Trauma 20 Years Ago: Trauma & Critical Care

For those of you who read the Journal of Trauma, the first issue of 2012 just arrived in the mail. It sports both a new cover design and a title change. For many years, it was just The Journal of Trauma. Then, after 20 years under the editorship of John H. Davis, the name changed to The Journal of Trauma, Injury, Infection, and Critical Care in 1995. This occurred as Basil Pruitt became the new editor. 

Now, after 17 years under Dr. Pruitt the Journal has a new editor (Gene Moore) and a new title: The Journal of Trauma and Acute Care Surgery. According to the instructions to authors, the journal continues its focus on trauma, emergency surgery and the care of critically ill patients.

These days, the relationship between trauma and surgical critical care seems self-apparent. The two truly go hand in hand, and most Level I and many Level II trauma centers in the States boast trauma surgeons who are deeply involved in and certified in surgical critical care.

But it wasn’t always this way. An editorial written 20 years ago this month in the Journal by a group of well-known trauma surgeons at Kings County Hospital in Brooklyn lamented the controversy about the two disciplines at that time. There was substantial debate then regarding whether there was even a role for surgical critical care in the world of academic surgery.

Two major trauma organizations, EAST and AAST stepped up and provided a home for research and education in the field. One of the intriguing questions back then was the etiology of organ failure. Unfortunately, the study of critically ill medical patients was not able to answer this question easily, since the exact onset of the inciting factor was not easily recognized. But in trauma, we know exactly when the physiologic insult occurs, making research projects much more productive.

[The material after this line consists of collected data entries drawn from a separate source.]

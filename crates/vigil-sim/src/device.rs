//! Simulated power switch device.
//!
//! The switch has a single `state` attribute (OFF or ON). Turning it off is
//! a plain command; turning it on is a long-running command that returns a
//! [`CommandHandle`] immediately and completes on a worker thread, publishing
//! the new state and then the command result on the device's [`EventBus`].

use std::sync::Arc;
use std::sync::atomic::{AtomicBool, Ordering};
use std::thread::{self, JoinHandle};
use std::time::Duration;

use parking_lot::{Mutex, RwLock};
use tracing::{info, warn};
use uuid::Uuid;

use vigil_trace::{
    AttributeValue, ChangeEvent, CommandHandle, DevState, EventBus, LONG_RUNNING_COMMAND_RESULT,
    ResultCode, completed_ok_message,
};

use crate::error::{SimError, SimResult};
use crate::tracker::{CommandStatus, CommandTracker};

/// Default device name of the simulated power switch.
pub const POWER_SWITCH_FQDN: &str = "test/device/power_switch";

/// Name of the `state` attribute.
pub const STATE: &str = "state";

/// Delay used by the `TurnOnAfter0p3Seconds` command.
pub const DELAYED_TURN_ON: Duration = Duration::from_millis(300);

/// A simulated power switch.
pub struct PowerSwitch {
    name: String,
    bus: Arc<EventBus>,
    state: Arc<RwLock<DevState>>,
    tracker: Arc<CommandTracker>,
    workers: Mutex<Vec<JoinHandle<()>>>,
    shut_down: AtomicBool,
}

impl PowerSwitch {
    /// Create a switch named [`POWER_SWITCH_FQDN`], initially OFF.
    pub fn new(bus: Arc<EventBus>) -> Self {
        Self::named(POWER_SWITCH_FQDN, bus)
    }

    /// Create a switch with a custom name, initially OFF.
    pub fn named(name: impl Into<String>, bus: Arc<EventBus>) -> Self {
        let name = name.into();
        info!(device = %name, "Simulated power switch created");
        Self {
            name,
            bus,
            state: Arc::new(RwLock::new(DevState::Off)),
            tracker: Arc::new(CommandTracker::new()),
            workers: Mutex::new(Vec::new()),
            shut_down: AtomicBool::new(false),
        }
    }

    /// Get the device name.
    pub fn name(&self) -> &str {
        &self.name
    }

    /// Get the current state.
    pub fn state(&self) -> DevState {
        *self.state.read()
    }

    /// Get the command tracker.
    pub fn tracker(&self) -> &CommandTracker {
        &self.tracker
    }

    /// Get the status of a submitted command.
    pub fn command_status(&self, handle: &CommandHandle) -> Option<CommandStatus> {
        handle
            .tracking_id()
            .and_then(|id| self.tracker.status(id))
    }

    /// Turn the switch off immediately.
    pub fn turn_off(&self) {
        *self.state.write() = DevState::Off;
        self.bus
            .publish(ChangeEvent::new(self.name.as_str(), STATE, DevState::Off));
    }

    /// Submit `TurnOnImmediately`.
    pub fn turn_on_immediately(&self) -> SimResult<CommandHandle> {
        self.submit_turn_on("TurnOnImmediately", Duration::ZERO)
    }

    /// Submit `TurnOnAfter0p3Seconds`.
    pub fn turn_on_after_0p3_seconds(&self) -> SimResult<CommandHandle> {
        self.submit_turn_on("TurnOnAfter0p3Seconds", DELAYED_TURN_ON)
    }

    /// Invoke a command by name.
    ///
    /// `TurnOff` is synchronous and returns an `OK` handle with an empty id.
    pub fn invoke(&self, command_name: &str) -> SimResult<CommandHandle> {
        match command_name {
            "TurnOff" => {
                self.ensure_running()?;
                self.turn_off();
                Ok(CommandHandle::new(vec![ResultCode::Ok.code()], Vec::new()))
            }
            "TurnOnImmediately" => self.turn_on_immediately(),
            "TurnOnAfter0p3Seconds" => self.turn_on_after_0p3_seconds(),
            other => Err(SimError::UnknownCommand(other.to_string())),
        }
    }

    /// Stop accepting commands and wait for running ones to finish.
    pub fn shutdown(&self) {
        self.shut_down.store(true, Ordering::SeqCst);
        let workers: Vec<_> = self.workers.lock().drain(..).collect();
        for worker in workers {
            if worker.join().is_err() {
                warn!(device = %self.name, "Command worker panicked");
            }
        }
    }

    fn ensure_running(&self) -> SimResult<()> {
        if self.shut_down.load(Ordering::SeqCst) {
            return Err(SimError::ShutDown(self.name.clone()));
        }
        Ok(())
    }

    fn submit_turn_on(&self, command_name: &'static str, delay: Duration) -> SimResult<CommandHandle> {
        self.ensure_running()?;

        let command_id = format!("{}_{}", Uuid::new_v4(), command_name);
        self.tracker.queue(&command_id);

        let name = self.name.clone();
        let bus = Arc::clone(&self.bus);
        let state = Arc::clone(&self.state);
        let tracker = Arc::clone(&self.tracker);
        let id = command_id.clone();

        let worker = thread::spawn(move || {
            tracker.start(&id);
            if !delay.is_zero() {
                thread::sleep(delay);
            }

            *state.write() = DevState::On;
            bus.publish(ChangeEvent::new(name.as_str(), STATE, DevState::On));

            let message = completed_ok_message(command_name);
            tracker.complete(&id, ResultCode::Ok, message.as_str());
            bus.publish(ChangeEvent::new(
                name.as_str(),
                LONG_RUNNING_COMMAND_RESULT,
                AttributeValue::command_result(id.as_str(), ResultCode::Ok, &message),
            ));
        });

        let mut workers = self.workers.lock();
        workers.retain(|w| !w.is_finished());
        workers.push(worker);

        Ok(CommandHandle::submitted(ResultCode::Queued, command_id))
    }
}

impl Drop for PowerSwitch {
    fn drop(&mut self) {
        self.shutdown();
    }
}

impl std::fmt::Debug for PowerSwitch {
    fn fmt(&self, f: &mut std::fmt::Formatter<'_>) -> std::fmt::Result {
        f.debug_struct("PowerSwitch")
            .field("name", &self.name)
            .field("state", &self.state())
            .field("pending_commands", &self.tracker.pending())
            .finish()
    }
}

January 1992 marked the beginning of a time when we stopped trying to define what separates trauma and critical. It was the beginning of a period where trauma surgeons reasserted their commitment to total care, including critical care, and were not limited to only technical accomplishments in the operating room.

The new focus and title of the Journal recognizes that acute care surgery embodies many of the same operative and nonoperative management principles as trauma and critical care surgery. But I’m sure that we’ll see a new debate brewing that will be very similar to what occurred 20 years ago.

Reference: Trauma versus critical care: it is time to end the debate. J Trauma 32(1):1, 1992.